ISSUE Bile Acid Diarrhoea (BAD) affects 1% of the general population and many people live
with the disease and the impaired quality of life it causes without knowing it. The current
scintigraphic seleno-homo-taurocholic acid retention test (SeHCAT) is time-consuming,
expensive and causes a diagnostic bottleneck. the SeHCAT test is unavailable in many
countries including the US. The biomarker 7α-hydroxy-4-cholesten-3-one (C4) could provide a
cheap and available diagnostic option to surmount the issue of the many undiagnosed patients.
The pivotal step for this is validation of the C4-test with the placebo-controlled treatment
effect.
PURPOSE
- To determine the efficacy and safety of colesevelam for treating Bile Acid Diarrhoea - and 
- 
- To correlate both the current scintigraphic 75-Selenium conjugated Tauro-homocholic
acid retention test (SeHCAT) and the biochemical marker of BAD
7alpha-hydroxy-4-cholesten-3-one (C4) with colesevelam treatment response, and to
validate the cut-off values determined in the 'VABAD' trial
 
BACKGROUND Chronic diarrhoea affects 4-5% of the Western adult population and often results
in specialist referral and endoscopies. Availability of the diagnostic SeHCAT test for BAD is
limited, and BAD is often mistaken for the Irritable Bowel Syndrome (IBS). 32% of patients
with two of the three IBS subtypes have BAD and the prevalence of BAD in the general
population is thus approximately 1%.
DIAGNOSIS of Bile Acid Diarrhoea The current diagnostic test for BAD is the SeHCAT
scintigraphic retention test using 75Selenium labelled Homo-tauro-cholic acid. The γ-emission
is measured on day 1 and again on day 8. Seven-day SeHCAT retention rates of <5% represent
severe BAD, <10% moderate BAD, and <15% mild BAD. Although not properly validated, in
observational studies 70-80% of patients with SeHCAT <10% report a good response to
cholestyramine. SeHCAT is unavailable in many countries including the the US, and clinicians
instead rely on the patient's response to a therapeutic trial. However, the non-specific
action and multiple side effects of the first line treatment with cholestyramine gives rise
to multiple diagnostic pitfalls.
BIOMARKERS of Bile Acid Diarrhoea The recent increased insight into bile acid homeostasis and
regulation has identified two biomarkers of BAD that may replace SeHCAT.
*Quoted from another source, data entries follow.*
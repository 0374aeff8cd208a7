//! Service layer.
//!
//! `PromoService` is what request handlers and the operator CLI call. It
//! owns one `Stores` pair and the loaded `Config`, with no global state.

mod catalog;
mod promo_service;

pub use catalog::validate_new_code;
pub use promo_service::{
    CodeValidation, DiscountSettlement, PaymentOutcome, PromoService, RegistrationSubmission,
    Result, ServiceError, ValidatedCode,
};
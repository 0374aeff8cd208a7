//! Coupon generation and reconciliation settings.

use serde::Deserialize;

/// Default number of local-part characters embedded in generated coupons.
pub const DEFAULT_LOCAL_FRAGMENT_LEN: usize = 4;

/// Default number of timestamp digits appended to generated coupons.
pub const DEFAULT_SUFFIX_DIGITS: u32 = 6;

/// Default age after which an unpaid pending registration may be expired.
pub const DEFAULT_PENDING_TIMEOUT_MINUTES: i64 = 24 * 60;

/// Shape of coupons synthesized for a submitter's email.
#[derive(Debug, Clone, Deserialize)]
#[serde(default)]
pub struct CouponConfig {
    /// Alphanumeric characters taken from the email local part.
    pub local_fragment_len: usize,
    /// Trailing digits of the Unix-millisecond clock (1..=13).
    pub suffix_digits: u32,
}

impl Default for CouponConfig {
    fn default() -> Self {
        Self {
            local_fragment_len: DEFAULT_LOCAL_FRAGMENT_LEN,
            suffix_digits: DEFAULT_SUFFIX_DIGITS,
        }
    }
}

/// Operator-triggered reconciliation settings.
#[derive(Debug, Clone, Deserialize)]
#[serde(default)]
pub struct ReconciliationConfig {
    /// Unpaid `pending` registrations older than this are expired to
    /// `failed` by `expire_stale_pending`.
    pub pending_timeout_minutes: i64,
}

impl Default for ReconciliationConfig {
    fn default() -> Self {
        Self {
            pending_timeout_minutes: DEFAULT_PENDING_TIMEOUT_MINUTES,
        }
    }
}

impl ReconciliationConfig {
    /// The expiry age, or `None` when `pending_timeout_minutes` is negative
    /// or too large for a `chrono::Duration`.
    pub fn pending_timeout(&self) -> Option<chrono::Duration> {
        if self.pending_timeout_minutes < 0 {
            return None;
        }
        chrono::Duration::try_minutes(self.pending_timeout_minutes)
    }
}
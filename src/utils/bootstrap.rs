//! Bootstrap utilities for academy binaries.

use tracing_subscriber::{layer::SubscriberExt, util::SubscriberInitExt};

use crate::config::LOG_ENV_VAR;

/// Initialize tracing with the ACADEMY_LOG environment variable.
///
/// Defaults to "info" level if ACADEMY_LOG is not set.
pub fn init_tracing() {
    tracing_subscriber::registry()
        .with(
            tracing_subscriber::EnvFilter::try_from_env(LOG_ENV_VAR)
                .unwrap_or_else(|_| tracing_subscriber::EnvFilter::new("info")),
        )
        .with(tracing_subscriber::fmt::layer())
        .init();
}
7α-hydroxy-4-cholestene-3-one (C4) is a bile acid precursor that correlates with bile acids
synthesis rate. C4 is increased in BAD and has a sensitivity of 87% and specificity of 86%
for diagnosing BAD defined by SeHCAT <10%. However, analysis of C4 is technically difficult
and is thus primarily used at centres with special interest and no access to SeHCAT.
Another biomarker Fibroblast Growth Factor 19 (FGF19) is released to the portal circulation
from the terminal ileum in response to bile acid absorption. In the liver, FGF19 inhibits
bile acid synthesis enticing a negative feedback loop. Fasting values of FGF19 correlate
inversely with C4 and with SeHCAT, but the sensitivity of 67% and specificity of 77% for
detecting even severe BAD is clinically insufficient.
Performance of the biomarkers in a modern Danish population The investigators studied C4 and
FGF19 in two pilot studies in selected populations and further established a Danish national
collaboration with four university hospitals and prospectively recruited 71 subjects. The
positive test cut-off C4 ≥ 46 ng/mL had 52% sensitivity and 91% specificity for detecting BAD
defined by SeHCAT ≤ 10%.
The analysis of these results and the literature suggest that taking account of liver
cirrhosis, hyperbilirubinemia, and use of alcohol and statins may increase the diagnostic
yield of C4.
TREATMENT OF BILE ACID DIARRHOEA Sequestrants bind bile acids in the intestinal lumen and
thus alleviate the diarrhoea symptoms. The first line therapy is cholestyramine, but this
powder-formulation is distasteful with a low patient acceptability. Colesevelam tablets are
much better tolerated, and therefore placebo-controlled studies of colesevelam for BAD are
warranted.
A systematic review found cholestyramine to be effective in 70% of BAD patients. A
placebo-controlled trial of colesevelam in patients with suspected type 1 BAD. Diarrhoea
intention-to-treat remission rates were 67% for colesevelam and 27% for placebo (p=0.057),
but extreme selection criteria slowed recruitment and the study ended prematurely. Of note,
only one of 19 dropped out due to side effects to colesevelam. In summary, colesevelam and
cholestyramine have similar response rates of 70%. For a clinical trial, colesevelam is
superior due to effective blinding and a much lower dropout rate.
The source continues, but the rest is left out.